[Anesthesia with transfemoral and transapical aortic valve implantation. Periinterventional management and hemodynamic observations].
Klinik für Anästhesiologie und Intensivmedizin, Universitätsklinikum Essen, Universität Duisburg-Essen, Essen, Germany.Herz (Impact Factor: 0.69). 09/2009; 34(5):381-7.
Percutaneous transfemoral and transapical aortic valve implantations are novel procedures that often confront the anesthesiologist with bigger challenges than surgical aortic valve replacements using cardiopulmonary bypass. Due to old age and the presence of severe comorbidities including pulmonary vascular hypertension, most patients have a very high risk. Individual comorbidities and their severity are as important for the choice of the anesthetic technique as pharmacological cardiovascular therapy and communication during the respective phases of the intervention. Since severe hemodynamic alterations (cardiogenic shock, coronary ischemia, arrhythmias) and potential interventional complications (bleeding, ventricular and vascular injury) may occur, the authors routinely perform an extended cardiovascular monitoring. General endotracheal anesthesia may be advantageous even for transfemoral valve implantation and was not associated with a worse outcome. Following valve implantation a substantial increase in cardiac index, but also of all filling pressures was measured.
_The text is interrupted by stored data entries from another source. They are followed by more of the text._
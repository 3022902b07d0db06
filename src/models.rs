use chrono::{DateTime, Utc};
use serde::{Deserialize, Serialize};
use std::time::Duration;

use crate::error::ChatError;

/// Text shown in place of a masked message until the user reveals it.
pub const MASKED_PLACEHOLDER: &str = "Sensitive message. Tap to reveal.";

#[derive(Debug, PartialEq, Eq, PartialOrd, Ord, Clone, Copy, Hash, Serialize, Deserialize)]
pub enum DeliveryStatus {
    Sending = 1,   // Message is being sent
    Sent = 2,      // Accepted by the (simulated) server
    Delivered = 3, // Delivered to recipient's device
    Read = 4,      // Read by recipient
}

impl DeliveryStatus {
    /// The status that follows this one, or `None` once a message is read.
    pub fn next(self) -> Option<DeliveryStatus> {
        match self {
            DeliveryStatus::Sending => Some(DeliveryStatus::Sent),
            DeliveryStatus::Sent => Some(DeliveryStatus::Delivered),
            DeliveryStatus::Delivered => Some(DeliveryStatus::Read),
            DeliveryStatus::Read => None,
        }
    }

    /// Transitions only ever move forward.
    pub fn can_advance_to(self, to: DeliveryStatus) -> bool {
        to > self
    }

    /// Status as presented to the user. With read receipts hidden a read
    /// message still shows as delivered; the underlying state is untouched.
    pub fn display(self, show_read_status: bool) -> DeliveryStatus {
        if self == DeliveryStatus::Read && !show_read_status {
            DeliveryStatus::Delivered
        } else {
            self
        }
    }
}

#[derive(Debug, PartialEq, Eq, Clone, Copy, Serialize, Deserialize)]
pub enum Sender {
    Me,
    Peer,
}

#[derive(Debug, PartialEq, Eq, Clone, Copy, Hash, Serialize, Deserialize)]
pub enum AttachmentKind {
    Photo,
    Camera,
    Document,
    Location,
}

impl AttachmentKind {
    /// Whether picking this kind of attachment needs camera or media library access.
    pub fn requires_media_access(self) -> bool {
        matches!(self, AttachmentKind::Photo | AttachmentKind::Camera)
    }
}

#[derive(Debug, Clone, PartialEq, Serialize, Deserialize)]
pub struct Attachment {
    pub kind: AttachmentKind,
    pub name: String,
}

#[derive(Debug, Clone, PartialEq, Serialize, Deserialize)]
pub struct VoiceClip {
    pub duration: Duration,
}

#[derive(Debug, Clone, Serialize, Deserialize)]
pub struct Message {
    pub id: String,
    pub body: String,
    pub sender: Sender,
    pub created_at: DateTime<Utc>,
    pub status: DeliveryStatus,
    pub attachment: Option<Attachment>,
    pub voice: Option<VoiceClip>,
    pub masked: bool,
    pub revealed: bool,
    pub expires_at: Option<DateTime<Utc>>,
}

impl PartialEq for Message {
    fn eq(&self, other: &Self) -> bool {
        self.id == other.id
    }
}

impl Eq for Message {}

impl Message {
    /// A message typed by the local user. Always starts out as `Sending`.
    pub fn outgoing(body: impl Into<String>, now: DateTime<Utc>) -> Self {
        Self::build(body.into(), Sender::Me, DeliveryStatus::Sending, now)
    }

    /// A synthesized or historical peer message with a fixed status.
    pub fn incoming(body: impl Into<String>, status: DeliveryStatus, now: DateTime<Utc>) -> Self {
        Self::build(body.into(), Sender::Peer, status, now)
    }

    fn build(body: String, sender: Sender, status: DeliveryStatus, now: DateTime<Utc>) -> Self {
        Message {
            id: uuid::Uuid::new_v4().to_string(),
            body,
            sender,
            created_at: now,
            status,
            attachment: None,
            voice: None,
            masked: false,
            revealed: false,
            expires_at: None,
        }
    }

    pub fn with_id(mut self, id: impl Into<String>) -> Self {
        self.id = id.into();
        self
    }

    pub fn with_status(mut self, status: DeliveryStatus) -> Self {
        self.status = status;
        self
    }

    pub fn with_attachment(mut self, attachment: Attachment) -> Self {
        self.attachment = Some(attachment);
        self
    }

    pub fn with_voice(mut self, duration: Duration) -> Self {
        self.voice = Some(VoiceClip { duration });
        self
    }

    pub fn masked(mut self) -> Self {
        self.masked = true;
        self
    }

    pub fn expiring_at(mut self, at: DateTime<Utc>) -> Self {
        self.expires_at = Some(at);
        self
    }

    /// Move the message forward to `to`. Backward or repeated transitions are rejected.
    pub fn advance_to(&mut self, to: DeliveryStatus) -> Result<(), ChatError> {
        if !self.status.can_advance_to(to) {
            return Err(ChatError::IllegalTransition {
                id: self.id.clone(),
                from: self.status,
                to,
            });
        }
        self.status = to;
        Ok(())
    }

    pub fn is_expired(&self, now: DateTime<Utc>) -> bool {
        matches!(self.expires_at, Some(at) if at <= now)
    }

    /// Outgoing messages that have not reached `Read` still have simulated delivery ahead.
    pub fn needs_simulation(&self) -> bool {
        self.sender == Sender::Me && self.status != DeliveryStatus::Read
    }

    pub fn display_body(&self) -> &str {
        if self.masked && !self.revealed {
            MASKED_PLACEHOLDER
        } else {
            &self.body
        }
    }
}

#[derive(Debug, Clone, PartialEq, Serialize, Deserialize)]
pub enum Presence {
    Online,
    Offline { last_seen: Option<DateTime<Utc>> },
}

#[derive(Debug, Clone, PartialEq, Serialize, Deserialize)]
pub struct Participant {
    pub name: String,
    pub avatar: Option<String>,
    pub presence: Presence,
}

impl Participant {
    pub fn new(name: impl Into<String>) -> Self {
        Participant {
            name: name.into(),
            avatar: None,
            presence: Presence::Offline { last_seen: None },
        }
    }

    pub fn is_online(&self) -> bool {
        self.presence == Presence::Online
    }
}

/// The property a conversation is about (a unit, a building).
#[derive(Debug, Clone, PartialEq, Serialize, Deserialize)]
pub struct PropertyRef {
    pub id: String,
    pub name: String,
}

#[derive(Debug, Clone, Serialize, Deserialize)]
pub struct Conversation {
    pub id: String,
    pub participant: Participant,
    pub messages: Vec<Message>,
    pub unread: u32,
    pub property: Option<PropertyRef>,
    pub last_activity: DateTime<Utc>,
}

impl Conversation {
    pub fn new(participant: Participant, property: Option<PropertyRef>, now: DateTime<Utc>) -> Self {
        Conversation {
            id: uuid::Uuid::new_v4().to_string(),
            participant,
            messages: Vec::new(),
            unread: 0,
            property,
            last_activity: now,
        }
    }

    pub fn with_id(mut self, id: impl Into<String>) -> Self {
        self.id = id.into();
        self
    }

    pub fn message(&self, id: &str) -> Option<&Message> {
        self.messages.iter().find(|m| m.id == id)
    }

    pub fn message_mut(&mut self, id: &str) -> Option<&mut Message> {
        self.messages.iter_mut().find(|m| m.id == id)
    }

    /// Append in chronological order. A message whose id is already present is ignored.
    pub fn push(&mut self, message: Message) -> bool {
        if self.message(&message.id).is_some() {
            return false;
        }
        if message.created_at > self.last_activity {
            self.last_activity = message.created_at;
        }
        self.messages.push(message);
        true
    }

    pub fn remove_message(&mut self, id: &str) -> Option<Message> {
        let idx = self.messages.iter().position(|m| m.id == id)?;
        Some(self.messages.remove(idx))
    }

    pub fn mark_read(&mut self) {
        self.unread = 0;
    }

    pub fn property_name(&self) -> Option<&str> {
        self.property.as_ref().map(|p| p.name.as_str())
    }
}

#[derive(Debug, Clone, Copy, PartialEq, Eq)]
pub enum NoticeKind {
    Rejected,
    PermissionDenied,
    Info,
}

/// A transient, user-facing notice (toast or alert).
#[derive(Debug, Clone, PartialEq)]
pub struct Notice {
    pub kind: NoticeKind,
    pub text: String,
}

impl Notice {
    pub fn rejected(text: impl Into<String>) -> Self {
        Notice { kind: NoticeKind::Rejected, text: text.into() }
    }

    pub fn permission_denied(text: impl Into<String>) -> Self {
        Notice { kind: NoticeKind::PermissionDenied, text: text.into() }
    }

    pub fn info(text: impl Into<String>) -> Self {
        Notice { kind: NoticeKind::Info, text: text.into() }
    }
}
Anesthesia coverage time for the first 100 cases averaged 263 min (+/- 96) for transfemoral and 297 (+/- 78) for transapical valve implantation, which appears greater than for conventional aortic valve replacement surgery, but it decreased significantly for transfemoral valve implantation over the course of interventions. Accordingly, the anesthesiologist, besides providing anesthesia and managing the airway, assumes responsibility for invasive cardiopulmonary monitoring, cardiovascular pharmacotherapy tailored to intervention phases, and "troubleshooting" in the event of complications for these still developing interventions.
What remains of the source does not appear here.